- About this exercise
Print the lines that run from the line with "InterceptDecision::Abort => counters.aborted" to the line with "let entry = self.pages.get(&page)?;", keeping both end lines, exactly as they appear in the entries below, and nothing else.

- Exercise data

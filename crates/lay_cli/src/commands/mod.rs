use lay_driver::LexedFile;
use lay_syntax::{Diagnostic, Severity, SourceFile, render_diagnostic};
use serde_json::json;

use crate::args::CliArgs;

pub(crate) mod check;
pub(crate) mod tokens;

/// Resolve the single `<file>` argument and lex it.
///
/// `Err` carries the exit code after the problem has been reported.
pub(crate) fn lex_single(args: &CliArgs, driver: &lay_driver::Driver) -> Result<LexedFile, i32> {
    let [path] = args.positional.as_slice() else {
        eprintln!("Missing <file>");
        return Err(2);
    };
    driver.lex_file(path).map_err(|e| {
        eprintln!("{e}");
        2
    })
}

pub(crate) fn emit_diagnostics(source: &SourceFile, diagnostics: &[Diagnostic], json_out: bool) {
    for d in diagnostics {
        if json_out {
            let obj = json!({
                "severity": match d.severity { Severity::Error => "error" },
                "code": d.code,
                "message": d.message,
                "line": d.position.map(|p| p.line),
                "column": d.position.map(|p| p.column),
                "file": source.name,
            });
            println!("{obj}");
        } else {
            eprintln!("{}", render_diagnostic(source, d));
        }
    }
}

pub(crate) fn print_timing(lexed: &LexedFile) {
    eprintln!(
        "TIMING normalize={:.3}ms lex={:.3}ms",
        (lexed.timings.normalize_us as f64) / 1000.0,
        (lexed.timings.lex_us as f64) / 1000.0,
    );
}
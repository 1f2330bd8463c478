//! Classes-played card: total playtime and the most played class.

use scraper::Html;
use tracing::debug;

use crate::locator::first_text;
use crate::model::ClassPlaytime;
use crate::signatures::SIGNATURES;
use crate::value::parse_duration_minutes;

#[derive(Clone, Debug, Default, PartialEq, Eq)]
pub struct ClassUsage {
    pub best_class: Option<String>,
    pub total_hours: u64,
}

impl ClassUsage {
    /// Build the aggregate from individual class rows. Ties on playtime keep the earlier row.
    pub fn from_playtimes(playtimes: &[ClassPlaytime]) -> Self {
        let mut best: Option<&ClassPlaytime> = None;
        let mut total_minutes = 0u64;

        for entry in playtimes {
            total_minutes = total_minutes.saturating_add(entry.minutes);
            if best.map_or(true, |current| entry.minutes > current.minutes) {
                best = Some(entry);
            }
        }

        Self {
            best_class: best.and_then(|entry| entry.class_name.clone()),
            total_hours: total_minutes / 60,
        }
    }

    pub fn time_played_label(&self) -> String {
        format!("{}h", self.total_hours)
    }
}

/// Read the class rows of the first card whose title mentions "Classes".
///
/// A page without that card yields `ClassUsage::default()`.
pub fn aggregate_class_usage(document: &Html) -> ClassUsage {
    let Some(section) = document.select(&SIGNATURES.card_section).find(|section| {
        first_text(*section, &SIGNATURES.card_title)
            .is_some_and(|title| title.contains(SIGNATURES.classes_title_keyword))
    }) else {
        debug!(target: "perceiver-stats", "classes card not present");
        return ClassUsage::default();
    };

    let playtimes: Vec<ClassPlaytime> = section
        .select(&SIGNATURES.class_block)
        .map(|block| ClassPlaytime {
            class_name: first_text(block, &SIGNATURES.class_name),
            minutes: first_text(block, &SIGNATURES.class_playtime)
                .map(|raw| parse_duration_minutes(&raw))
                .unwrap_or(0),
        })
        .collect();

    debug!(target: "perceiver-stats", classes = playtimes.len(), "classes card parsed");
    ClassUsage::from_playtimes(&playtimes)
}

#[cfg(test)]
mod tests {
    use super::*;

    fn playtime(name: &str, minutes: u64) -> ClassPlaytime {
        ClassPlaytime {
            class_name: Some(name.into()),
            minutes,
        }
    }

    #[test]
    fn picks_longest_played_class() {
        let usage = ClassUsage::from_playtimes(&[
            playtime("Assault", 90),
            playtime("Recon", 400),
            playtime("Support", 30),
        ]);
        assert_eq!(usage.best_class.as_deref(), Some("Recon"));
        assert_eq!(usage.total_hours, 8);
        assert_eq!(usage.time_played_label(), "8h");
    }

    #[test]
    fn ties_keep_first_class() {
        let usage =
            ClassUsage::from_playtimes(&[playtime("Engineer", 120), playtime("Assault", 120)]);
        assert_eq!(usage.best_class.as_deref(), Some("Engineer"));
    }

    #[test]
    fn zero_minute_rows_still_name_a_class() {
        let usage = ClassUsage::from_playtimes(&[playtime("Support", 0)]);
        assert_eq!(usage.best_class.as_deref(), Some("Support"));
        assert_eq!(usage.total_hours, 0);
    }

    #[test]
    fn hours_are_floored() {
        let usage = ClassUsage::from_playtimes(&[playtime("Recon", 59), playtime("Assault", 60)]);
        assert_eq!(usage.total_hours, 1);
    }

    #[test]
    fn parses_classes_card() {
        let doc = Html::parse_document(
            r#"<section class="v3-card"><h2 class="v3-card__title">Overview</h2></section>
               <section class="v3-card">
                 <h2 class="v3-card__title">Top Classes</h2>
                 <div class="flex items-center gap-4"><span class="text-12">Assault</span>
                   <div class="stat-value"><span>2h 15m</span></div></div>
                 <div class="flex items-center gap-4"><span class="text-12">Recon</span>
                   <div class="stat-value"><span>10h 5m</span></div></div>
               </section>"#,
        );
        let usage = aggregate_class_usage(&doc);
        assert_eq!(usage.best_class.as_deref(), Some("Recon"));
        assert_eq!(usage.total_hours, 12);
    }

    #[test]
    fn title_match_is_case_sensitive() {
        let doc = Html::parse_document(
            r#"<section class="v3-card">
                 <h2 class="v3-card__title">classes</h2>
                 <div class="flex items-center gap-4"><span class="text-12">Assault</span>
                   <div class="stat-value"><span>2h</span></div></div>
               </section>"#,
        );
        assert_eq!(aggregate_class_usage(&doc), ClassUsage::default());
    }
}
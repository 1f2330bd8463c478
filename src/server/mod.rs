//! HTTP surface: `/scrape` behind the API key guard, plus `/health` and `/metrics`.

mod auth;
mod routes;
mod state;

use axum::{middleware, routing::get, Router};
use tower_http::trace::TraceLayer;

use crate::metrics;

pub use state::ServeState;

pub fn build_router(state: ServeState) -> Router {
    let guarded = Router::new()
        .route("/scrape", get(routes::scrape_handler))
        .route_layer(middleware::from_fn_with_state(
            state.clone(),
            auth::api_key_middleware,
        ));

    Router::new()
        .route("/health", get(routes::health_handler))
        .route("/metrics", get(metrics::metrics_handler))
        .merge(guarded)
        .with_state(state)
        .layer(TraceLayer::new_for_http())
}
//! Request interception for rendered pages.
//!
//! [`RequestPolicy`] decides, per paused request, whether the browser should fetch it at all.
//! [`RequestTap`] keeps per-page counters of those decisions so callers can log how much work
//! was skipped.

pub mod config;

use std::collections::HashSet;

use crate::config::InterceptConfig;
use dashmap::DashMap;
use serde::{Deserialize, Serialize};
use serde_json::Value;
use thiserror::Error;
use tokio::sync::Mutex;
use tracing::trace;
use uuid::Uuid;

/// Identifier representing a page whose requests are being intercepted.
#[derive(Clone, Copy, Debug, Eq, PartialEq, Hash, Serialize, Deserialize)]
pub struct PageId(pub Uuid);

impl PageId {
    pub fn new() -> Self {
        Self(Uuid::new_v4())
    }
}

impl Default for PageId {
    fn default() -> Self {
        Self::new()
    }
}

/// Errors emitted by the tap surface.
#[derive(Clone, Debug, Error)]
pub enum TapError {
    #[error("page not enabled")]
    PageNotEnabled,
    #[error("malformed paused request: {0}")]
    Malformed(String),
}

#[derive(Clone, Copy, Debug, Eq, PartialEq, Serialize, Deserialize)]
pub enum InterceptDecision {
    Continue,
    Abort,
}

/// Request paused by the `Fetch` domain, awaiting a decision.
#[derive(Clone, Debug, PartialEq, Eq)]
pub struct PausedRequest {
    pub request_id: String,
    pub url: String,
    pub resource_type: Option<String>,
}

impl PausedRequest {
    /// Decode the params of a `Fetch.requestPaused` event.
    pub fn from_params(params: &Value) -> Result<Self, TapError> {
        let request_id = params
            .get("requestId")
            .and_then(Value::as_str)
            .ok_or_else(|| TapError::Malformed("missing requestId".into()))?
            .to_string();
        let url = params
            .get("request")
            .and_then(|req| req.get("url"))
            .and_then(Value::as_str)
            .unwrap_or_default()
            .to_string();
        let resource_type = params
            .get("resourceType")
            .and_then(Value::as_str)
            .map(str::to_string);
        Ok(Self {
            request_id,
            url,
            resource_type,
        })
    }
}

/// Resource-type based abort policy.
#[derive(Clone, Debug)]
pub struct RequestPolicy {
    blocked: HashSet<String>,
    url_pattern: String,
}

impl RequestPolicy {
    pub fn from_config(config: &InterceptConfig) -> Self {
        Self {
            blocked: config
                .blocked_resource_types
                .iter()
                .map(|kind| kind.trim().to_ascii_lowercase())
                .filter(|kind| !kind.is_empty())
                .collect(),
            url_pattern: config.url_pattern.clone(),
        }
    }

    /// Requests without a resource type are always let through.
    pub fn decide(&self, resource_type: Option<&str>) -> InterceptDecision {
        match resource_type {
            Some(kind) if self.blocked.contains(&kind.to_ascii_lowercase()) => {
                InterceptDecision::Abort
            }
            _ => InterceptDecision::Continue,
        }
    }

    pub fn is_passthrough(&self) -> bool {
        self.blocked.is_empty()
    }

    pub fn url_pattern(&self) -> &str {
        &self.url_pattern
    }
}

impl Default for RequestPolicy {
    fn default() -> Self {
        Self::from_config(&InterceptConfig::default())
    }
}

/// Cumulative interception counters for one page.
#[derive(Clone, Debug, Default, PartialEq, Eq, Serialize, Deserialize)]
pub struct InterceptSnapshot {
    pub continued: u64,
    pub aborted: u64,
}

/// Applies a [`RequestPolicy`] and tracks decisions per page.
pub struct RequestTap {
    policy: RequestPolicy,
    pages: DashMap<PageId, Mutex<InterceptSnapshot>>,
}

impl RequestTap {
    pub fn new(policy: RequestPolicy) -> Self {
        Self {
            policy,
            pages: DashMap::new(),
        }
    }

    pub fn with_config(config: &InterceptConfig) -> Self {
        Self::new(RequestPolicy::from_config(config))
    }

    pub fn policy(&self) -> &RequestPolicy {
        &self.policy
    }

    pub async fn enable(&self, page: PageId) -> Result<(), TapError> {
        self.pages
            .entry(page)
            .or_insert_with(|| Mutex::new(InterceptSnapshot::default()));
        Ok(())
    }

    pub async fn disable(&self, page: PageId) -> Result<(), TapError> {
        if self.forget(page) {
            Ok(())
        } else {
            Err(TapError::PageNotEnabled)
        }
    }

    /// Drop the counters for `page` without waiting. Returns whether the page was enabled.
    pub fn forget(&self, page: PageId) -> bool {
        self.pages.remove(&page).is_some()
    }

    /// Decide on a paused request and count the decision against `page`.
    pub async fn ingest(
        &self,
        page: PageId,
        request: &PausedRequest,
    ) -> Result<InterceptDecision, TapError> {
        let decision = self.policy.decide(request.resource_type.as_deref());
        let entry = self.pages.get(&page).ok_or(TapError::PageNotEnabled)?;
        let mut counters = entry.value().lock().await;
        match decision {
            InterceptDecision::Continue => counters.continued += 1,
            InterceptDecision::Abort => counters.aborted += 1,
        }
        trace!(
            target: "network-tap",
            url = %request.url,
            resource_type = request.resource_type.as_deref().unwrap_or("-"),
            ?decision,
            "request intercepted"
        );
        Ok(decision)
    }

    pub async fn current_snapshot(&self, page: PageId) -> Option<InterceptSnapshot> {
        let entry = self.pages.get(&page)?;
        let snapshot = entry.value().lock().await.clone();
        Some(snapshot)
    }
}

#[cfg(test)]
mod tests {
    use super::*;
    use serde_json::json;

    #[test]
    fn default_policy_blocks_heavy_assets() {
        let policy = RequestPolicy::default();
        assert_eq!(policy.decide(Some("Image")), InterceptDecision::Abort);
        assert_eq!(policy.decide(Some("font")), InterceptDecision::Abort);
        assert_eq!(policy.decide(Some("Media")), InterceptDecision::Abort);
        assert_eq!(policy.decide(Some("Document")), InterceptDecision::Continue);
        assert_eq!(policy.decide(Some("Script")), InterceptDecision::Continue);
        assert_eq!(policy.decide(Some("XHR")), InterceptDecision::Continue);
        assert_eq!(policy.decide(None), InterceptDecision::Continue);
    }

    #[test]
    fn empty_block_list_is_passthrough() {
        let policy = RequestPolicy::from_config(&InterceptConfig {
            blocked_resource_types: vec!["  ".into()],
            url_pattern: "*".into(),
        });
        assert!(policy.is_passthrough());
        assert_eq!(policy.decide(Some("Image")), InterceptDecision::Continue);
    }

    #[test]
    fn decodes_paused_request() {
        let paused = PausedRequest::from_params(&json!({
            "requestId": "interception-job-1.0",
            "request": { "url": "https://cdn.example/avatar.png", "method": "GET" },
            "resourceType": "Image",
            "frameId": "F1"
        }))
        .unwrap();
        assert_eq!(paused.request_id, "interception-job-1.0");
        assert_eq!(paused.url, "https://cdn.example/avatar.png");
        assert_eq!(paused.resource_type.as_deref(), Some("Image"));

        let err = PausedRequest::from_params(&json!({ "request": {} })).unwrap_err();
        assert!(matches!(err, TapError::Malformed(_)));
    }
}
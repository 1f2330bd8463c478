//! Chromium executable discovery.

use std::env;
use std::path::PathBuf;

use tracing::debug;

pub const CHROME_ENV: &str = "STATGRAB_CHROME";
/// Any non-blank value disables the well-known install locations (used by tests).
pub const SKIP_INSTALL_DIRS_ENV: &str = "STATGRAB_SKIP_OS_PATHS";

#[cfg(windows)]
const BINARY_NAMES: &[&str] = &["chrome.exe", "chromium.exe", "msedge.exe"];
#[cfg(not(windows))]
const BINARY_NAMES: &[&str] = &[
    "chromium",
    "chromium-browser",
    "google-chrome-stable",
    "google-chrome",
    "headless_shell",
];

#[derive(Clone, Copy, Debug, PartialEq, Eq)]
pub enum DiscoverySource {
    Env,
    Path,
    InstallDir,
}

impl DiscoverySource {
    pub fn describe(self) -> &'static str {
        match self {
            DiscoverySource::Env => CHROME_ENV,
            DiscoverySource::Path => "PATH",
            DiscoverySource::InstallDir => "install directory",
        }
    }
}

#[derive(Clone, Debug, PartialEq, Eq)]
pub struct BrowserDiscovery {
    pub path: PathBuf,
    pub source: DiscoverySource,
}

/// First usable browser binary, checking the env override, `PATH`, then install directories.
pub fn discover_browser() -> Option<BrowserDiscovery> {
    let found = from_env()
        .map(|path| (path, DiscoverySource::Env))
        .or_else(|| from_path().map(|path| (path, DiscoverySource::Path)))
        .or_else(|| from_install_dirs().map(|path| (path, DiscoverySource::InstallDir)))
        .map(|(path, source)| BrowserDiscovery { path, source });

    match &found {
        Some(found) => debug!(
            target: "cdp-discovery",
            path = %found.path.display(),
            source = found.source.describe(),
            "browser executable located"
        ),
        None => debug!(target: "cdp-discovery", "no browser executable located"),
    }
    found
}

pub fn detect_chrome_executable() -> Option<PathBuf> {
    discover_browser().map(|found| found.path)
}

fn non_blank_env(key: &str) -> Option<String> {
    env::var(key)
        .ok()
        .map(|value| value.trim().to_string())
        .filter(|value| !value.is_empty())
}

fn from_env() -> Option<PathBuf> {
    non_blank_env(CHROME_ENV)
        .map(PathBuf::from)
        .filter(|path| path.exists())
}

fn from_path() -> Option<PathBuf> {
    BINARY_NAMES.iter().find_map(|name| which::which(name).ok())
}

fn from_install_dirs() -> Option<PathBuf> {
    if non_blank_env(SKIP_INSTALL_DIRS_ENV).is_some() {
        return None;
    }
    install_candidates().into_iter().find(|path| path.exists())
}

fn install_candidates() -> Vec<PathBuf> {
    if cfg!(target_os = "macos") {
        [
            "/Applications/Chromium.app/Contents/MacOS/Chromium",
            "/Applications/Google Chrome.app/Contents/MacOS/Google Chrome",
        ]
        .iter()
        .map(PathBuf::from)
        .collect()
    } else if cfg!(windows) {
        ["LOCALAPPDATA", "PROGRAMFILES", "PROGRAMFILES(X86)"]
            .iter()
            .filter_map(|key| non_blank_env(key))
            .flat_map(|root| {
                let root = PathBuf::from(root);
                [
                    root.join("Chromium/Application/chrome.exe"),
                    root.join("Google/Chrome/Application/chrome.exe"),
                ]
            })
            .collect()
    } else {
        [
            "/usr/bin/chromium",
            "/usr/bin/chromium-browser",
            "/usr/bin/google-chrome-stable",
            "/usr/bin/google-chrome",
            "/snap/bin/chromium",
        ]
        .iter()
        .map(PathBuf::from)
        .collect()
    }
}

- Exercise result
            InterceptDecision::Abort => counters.aborted += 1,
        }
        trace!(
            target: "network-tap",
            url = %request.url,
            resource_type = request.resource_type.as_deref().unwrap_or("-"),
            ?decision,
            "request intercepted"
        );
        Ok(decision)
    }

    pub async fn current_snapshot(&self, page: PageId) -> Option<InterceptSnapshot> {
        let entry = self.pages.get(&page)?;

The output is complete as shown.